▶ **Given information**
● ● ● ● ●
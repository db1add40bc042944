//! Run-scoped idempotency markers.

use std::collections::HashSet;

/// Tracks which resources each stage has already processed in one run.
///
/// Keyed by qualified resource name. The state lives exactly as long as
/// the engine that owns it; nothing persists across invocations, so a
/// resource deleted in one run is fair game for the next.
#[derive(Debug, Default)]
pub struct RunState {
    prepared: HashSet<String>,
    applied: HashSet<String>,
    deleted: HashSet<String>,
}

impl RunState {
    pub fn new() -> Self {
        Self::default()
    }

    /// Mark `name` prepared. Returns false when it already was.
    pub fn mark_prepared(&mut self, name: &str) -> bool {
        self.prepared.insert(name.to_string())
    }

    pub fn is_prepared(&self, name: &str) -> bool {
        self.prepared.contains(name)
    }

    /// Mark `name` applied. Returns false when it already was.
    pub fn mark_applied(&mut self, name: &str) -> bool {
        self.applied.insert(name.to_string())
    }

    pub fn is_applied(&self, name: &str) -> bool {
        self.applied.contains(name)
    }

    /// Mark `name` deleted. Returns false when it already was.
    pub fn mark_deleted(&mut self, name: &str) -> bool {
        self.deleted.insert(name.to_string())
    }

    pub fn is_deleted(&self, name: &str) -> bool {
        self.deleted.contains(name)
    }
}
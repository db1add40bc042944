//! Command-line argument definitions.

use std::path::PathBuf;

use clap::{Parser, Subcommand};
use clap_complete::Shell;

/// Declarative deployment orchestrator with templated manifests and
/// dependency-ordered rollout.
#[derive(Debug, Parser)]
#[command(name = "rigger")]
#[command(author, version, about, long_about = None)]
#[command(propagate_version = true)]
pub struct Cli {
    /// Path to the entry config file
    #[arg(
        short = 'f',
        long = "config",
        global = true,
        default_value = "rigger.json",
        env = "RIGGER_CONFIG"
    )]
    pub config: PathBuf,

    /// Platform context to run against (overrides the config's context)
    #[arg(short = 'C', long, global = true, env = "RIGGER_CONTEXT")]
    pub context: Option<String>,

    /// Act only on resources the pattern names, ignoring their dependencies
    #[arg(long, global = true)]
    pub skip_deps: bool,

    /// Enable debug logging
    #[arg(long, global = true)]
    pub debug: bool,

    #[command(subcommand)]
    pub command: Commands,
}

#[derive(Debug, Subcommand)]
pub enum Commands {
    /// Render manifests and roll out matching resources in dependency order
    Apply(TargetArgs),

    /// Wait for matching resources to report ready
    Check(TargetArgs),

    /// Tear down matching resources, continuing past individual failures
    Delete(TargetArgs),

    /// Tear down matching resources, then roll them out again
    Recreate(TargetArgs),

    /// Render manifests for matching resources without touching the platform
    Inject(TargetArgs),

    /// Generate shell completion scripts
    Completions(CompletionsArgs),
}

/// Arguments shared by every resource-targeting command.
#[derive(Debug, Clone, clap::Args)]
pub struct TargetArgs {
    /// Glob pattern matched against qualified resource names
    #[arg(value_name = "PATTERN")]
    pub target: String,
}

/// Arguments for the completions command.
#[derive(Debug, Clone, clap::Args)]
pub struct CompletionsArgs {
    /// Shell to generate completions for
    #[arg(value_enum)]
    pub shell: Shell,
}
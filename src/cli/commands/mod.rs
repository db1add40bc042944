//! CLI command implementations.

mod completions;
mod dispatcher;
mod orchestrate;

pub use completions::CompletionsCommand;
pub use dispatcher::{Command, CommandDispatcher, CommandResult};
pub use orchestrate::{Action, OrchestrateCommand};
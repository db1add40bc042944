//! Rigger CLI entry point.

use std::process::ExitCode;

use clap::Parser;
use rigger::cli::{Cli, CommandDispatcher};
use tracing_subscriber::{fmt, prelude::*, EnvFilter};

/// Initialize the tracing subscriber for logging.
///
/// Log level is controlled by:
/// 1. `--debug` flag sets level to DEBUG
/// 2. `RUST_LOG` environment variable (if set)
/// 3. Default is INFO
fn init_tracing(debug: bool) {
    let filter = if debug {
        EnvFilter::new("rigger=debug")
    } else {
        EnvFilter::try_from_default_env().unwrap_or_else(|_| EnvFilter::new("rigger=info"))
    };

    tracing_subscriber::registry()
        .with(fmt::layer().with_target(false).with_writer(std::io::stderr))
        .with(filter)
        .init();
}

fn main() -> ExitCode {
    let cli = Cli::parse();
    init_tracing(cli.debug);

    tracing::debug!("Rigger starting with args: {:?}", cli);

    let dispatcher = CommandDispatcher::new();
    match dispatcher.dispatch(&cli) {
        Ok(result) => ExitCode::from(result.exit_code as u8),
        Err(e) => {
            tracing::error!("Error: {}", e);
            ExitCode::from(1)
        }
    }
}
● ● ● ● ●
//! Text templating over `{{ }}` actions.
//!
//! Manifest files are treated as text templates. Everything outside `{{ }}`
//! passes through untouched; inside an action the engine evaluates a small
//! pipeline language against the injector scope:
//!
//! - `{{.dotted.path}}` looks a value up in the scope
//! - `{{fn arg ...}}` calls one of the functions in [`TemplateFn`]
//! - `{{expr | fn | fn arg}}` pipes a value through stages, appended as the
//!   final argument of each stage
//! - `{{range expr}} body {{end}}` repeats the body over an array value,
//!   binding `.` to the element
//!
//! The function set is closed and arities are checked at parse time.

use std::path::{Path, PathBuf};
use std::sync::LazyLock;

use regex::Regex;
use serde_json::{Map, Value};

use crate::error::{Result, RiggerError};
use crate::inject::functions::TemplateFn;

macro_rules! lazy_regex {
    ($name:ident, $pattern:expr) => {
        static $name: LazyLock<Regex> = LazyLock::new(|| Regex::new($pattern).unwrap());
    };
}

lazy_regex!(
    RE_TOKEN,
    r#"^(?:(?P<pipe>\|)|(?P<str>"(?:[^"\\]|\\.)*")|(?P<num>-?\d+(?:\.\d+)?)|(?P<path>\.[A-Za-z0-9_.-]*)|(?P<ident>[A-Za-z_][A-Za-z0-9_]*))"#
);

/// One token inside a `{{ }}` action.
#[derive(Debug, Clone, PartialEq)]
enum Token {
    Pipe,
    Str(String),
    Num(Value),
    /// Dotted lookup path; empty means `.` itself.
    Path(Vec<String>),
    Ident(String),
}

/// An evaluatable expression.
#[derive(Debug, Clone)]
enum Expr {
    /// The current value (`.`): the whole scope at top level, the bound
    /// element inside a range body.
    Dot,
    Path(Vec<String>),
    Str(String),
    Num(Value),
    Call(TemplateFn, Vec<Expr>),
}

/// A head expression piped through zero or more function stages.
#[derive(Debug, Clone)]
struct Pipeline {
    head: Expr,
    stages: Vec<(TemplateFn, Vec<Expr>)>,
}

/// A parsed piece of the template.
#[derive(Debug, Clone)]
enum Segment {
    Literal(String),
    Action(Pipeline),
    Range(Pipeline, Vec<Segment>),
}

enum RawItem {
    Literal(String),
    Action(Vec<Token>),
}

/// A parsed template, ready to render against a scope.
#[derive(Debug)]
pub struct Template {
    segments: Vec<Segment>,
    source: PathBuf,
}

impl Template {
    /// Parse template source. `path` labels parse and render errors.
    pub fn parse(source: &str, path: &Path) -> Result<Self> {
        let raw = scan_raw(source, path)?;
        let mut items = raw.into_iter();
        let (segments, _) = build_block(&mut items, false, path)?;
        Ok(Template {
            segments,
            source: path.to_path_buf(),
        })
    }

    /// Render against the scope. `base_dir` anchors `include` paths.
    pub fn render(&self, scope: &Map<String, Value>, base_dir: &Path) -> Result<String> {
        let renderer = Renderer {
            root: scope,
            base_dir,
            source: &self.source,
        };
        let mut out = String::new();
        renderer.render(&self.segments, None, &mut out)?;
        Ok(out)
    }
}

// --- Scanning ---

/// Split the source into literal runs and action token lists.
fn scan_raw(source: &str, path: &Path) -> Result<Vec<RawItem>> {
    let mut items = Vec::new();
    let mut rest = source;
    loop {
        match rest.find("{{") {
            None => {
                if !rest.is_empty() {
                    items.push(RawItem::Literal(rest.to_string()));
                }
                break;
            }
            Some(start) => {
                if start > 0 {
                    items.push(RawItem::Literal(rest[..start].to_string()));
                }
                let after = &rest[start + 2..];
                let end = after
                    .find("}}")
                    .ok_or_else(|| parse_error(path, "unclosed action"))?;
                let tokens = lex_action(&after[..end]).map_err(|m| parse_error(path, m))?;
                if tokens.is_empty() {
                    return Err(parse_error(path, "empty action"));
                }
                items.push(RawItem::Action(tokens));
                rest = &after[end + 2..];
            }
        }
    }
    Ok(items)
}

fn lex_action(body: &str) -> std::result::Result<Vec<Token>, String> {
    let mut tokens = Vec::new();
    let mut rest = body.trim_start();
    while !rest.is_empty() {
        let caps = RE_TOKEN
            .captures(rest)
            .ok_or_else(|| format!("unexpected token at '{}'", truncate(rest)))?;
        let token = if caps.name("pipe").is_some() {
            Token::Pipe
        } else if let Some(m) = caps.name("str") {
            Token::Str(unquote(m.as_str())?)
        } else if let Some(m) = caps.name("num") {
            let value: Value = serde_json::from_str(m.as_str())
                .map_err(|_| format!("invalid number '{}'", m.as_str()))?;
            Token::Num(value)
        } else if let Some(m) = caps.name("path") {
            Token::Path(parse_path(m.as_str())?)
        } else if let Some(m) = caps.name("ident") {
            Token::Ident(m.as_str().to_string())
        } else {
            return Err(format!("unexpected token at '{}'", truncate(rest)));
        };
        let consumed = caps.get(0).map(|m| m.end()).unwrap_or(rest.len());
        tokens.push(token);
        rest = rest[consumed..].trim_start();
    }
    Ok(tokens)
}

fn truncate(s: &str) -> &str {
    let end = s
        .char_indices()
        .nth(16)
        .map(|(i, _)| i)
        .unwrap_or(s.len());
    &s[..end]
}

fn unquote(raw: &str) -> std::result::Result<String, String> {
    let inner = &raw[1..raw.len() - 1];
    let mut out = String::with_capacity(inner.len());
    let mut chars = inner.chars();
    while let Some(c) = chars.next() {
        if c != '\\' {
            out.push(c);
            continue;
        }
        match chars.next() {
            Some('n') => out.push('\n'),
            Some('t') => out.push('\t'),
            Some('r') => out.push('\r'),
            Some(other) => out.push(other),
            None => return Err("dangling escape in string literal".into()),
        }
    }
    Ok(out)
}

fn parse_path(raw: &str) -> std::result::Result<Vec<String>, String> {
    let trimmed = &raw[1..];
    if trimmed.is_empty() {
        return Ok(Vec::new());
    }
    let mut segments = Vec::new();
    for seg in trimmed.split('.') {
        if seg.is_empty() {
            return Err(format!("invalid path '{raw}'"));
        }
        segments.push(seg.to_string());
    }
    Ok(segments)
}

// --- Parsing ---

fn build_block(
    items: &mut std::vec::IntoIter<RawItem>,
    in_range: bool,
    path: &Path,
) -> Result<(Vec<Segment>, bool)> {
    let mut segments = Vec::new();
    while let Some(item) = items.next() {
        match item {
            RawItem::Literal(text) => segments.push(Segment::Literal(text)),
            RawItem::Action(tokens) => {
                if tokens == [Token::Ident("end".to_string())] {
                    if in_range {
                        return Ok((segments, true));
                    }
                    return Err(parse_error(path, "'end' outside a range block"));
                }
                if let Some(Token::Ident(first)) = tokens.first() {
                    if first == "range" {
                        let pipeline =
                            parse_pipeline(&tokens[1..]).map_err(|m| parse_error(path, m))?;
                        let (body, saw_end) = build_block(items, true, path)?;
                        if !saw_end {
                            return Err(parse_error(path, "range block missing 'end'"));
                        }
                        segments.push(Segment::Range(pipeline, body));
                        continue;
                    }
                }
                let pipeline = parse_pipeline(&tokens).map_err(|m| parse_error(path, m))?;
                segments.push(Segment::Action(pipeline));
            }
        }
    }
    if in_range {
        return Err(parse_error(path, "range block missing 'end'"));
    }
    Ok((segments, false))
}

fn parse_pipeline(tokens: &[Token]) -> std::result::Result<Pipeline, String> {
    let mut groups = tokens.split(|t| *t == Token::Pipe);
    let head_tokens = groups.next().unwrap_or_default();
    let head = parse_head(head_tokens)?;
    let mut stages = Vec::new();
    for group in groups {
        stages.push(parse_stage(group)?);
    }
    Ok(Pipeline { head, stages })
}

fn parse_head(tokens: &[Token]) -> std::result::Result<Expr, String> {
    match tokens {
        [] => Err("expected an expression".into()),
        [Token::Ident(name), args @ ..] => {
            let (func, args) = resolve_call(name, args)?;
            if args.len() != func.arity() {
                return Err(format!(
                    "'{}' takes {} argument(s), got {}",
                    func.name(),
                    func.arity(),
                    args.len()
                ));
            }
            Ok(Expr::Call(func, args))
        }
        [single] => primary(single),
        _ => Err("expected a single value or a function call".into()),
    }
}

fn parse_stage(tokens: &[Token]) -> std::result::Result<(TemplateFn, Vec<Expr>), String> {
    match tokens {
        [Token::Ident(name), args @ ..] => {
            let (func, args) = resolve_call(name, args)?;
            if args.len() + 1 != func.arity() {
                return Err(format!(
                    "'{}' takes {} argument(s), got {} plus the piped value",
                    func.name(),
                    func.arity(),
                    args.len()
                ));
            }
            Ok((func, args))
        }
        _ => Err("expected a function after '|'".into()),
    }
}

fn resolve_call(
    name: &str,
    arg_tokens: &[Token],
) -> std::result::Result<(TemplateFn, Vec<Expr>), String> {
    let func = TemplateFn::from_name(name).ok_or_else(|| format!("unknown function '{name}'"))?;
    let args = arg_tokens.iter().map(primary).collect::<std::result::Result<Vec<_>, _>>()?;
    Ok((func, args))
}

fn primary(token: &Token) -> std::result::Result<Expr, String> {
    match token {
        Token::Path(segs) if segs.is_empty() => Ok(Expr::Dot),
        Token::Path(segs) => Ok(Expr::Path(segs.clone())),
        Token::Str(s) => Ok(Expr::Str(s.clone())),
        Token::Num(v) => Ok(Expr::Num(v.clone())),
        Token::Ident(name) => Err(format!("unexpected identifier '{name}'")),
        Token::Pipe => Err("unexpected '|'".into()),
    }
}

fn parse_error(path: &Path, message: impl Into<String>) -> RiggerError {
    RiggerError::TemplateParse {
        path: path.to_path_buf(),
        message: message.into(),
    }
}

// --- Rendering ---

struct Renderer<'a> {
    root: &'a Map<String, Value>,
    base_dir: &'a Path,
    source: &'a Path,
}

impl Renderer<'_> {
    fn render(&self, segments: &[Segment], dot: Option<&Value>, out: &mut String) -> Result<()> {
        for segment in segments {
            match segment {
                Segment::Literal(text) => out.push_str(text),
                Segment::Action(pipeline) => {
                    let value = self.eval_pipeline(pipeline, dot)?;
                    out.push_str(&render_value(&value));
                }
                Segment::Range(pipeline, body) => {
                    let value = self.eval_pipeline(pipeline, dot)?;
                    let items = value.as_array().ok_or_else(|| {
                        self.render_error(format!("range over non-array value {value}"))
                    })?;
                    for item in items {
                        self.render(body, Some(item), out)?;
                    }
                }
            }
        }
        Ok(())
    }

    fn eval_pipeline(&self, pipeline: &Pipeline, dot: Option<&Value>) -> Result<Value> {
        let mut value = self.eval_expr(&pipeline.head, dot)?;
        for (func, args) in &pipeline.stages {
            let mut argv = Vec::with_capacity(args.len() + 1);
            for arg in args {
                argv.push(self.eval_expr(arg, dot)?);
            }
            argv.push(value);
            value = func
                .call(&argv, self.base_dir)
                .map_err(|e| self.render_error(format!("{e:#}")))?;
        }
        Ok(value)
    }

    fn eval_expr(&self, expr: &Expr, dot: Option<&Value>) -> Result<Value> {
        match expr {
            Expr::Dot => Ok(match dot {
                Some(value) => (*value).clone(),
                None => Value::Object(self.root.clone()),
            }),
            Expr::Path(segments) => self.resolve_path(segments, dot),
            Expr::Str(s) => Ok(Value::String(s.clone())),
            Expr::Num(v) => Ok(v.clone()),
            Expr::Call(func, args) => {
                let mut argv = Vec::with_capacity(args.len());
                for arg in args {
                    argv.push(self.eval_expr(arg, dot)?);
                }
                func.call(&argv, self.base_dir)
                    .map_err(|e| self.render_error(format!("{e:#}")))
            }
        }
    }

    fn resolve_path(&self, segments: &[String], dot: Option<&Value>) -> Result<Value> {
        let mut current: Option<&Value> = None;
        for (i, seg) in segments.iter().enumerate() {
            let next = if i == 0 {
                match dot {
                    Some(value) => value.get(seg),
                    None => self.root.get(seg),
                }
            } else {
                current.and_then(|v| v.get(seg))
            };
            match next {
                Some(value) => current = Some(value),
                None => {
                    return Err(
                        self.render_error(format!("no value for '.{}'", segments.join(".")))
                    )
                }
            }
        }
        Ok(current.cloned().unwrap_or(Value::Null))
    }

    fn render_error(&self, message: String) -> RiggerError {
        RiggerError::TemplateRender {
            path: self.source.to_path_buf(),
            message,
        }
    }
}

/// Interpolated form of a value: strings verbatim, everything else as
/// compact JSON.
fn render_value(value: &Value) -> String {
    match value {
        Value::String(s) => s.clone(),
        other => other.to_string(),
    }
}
● ● ● ● ●
▶ **Description of the task**
For this task, write out exactly the lines of the entries above, starting at the line with "pub struct Template" and ending at the line with "let mut items = raw.into_iter();", both included, and no others.

▶ **Response for this exercise**
pub struct Template {
    segments: Vec<Segment>,
    source: PathBuf,
}

impl Template {
    /// Parse template source. `path` labels parse and render errors.
    pub fn parse(source: &str, path: &Path) -> Result<Self> {
        let raw = scan_raw(source, path)?;
        let mut items = raw.into_iter();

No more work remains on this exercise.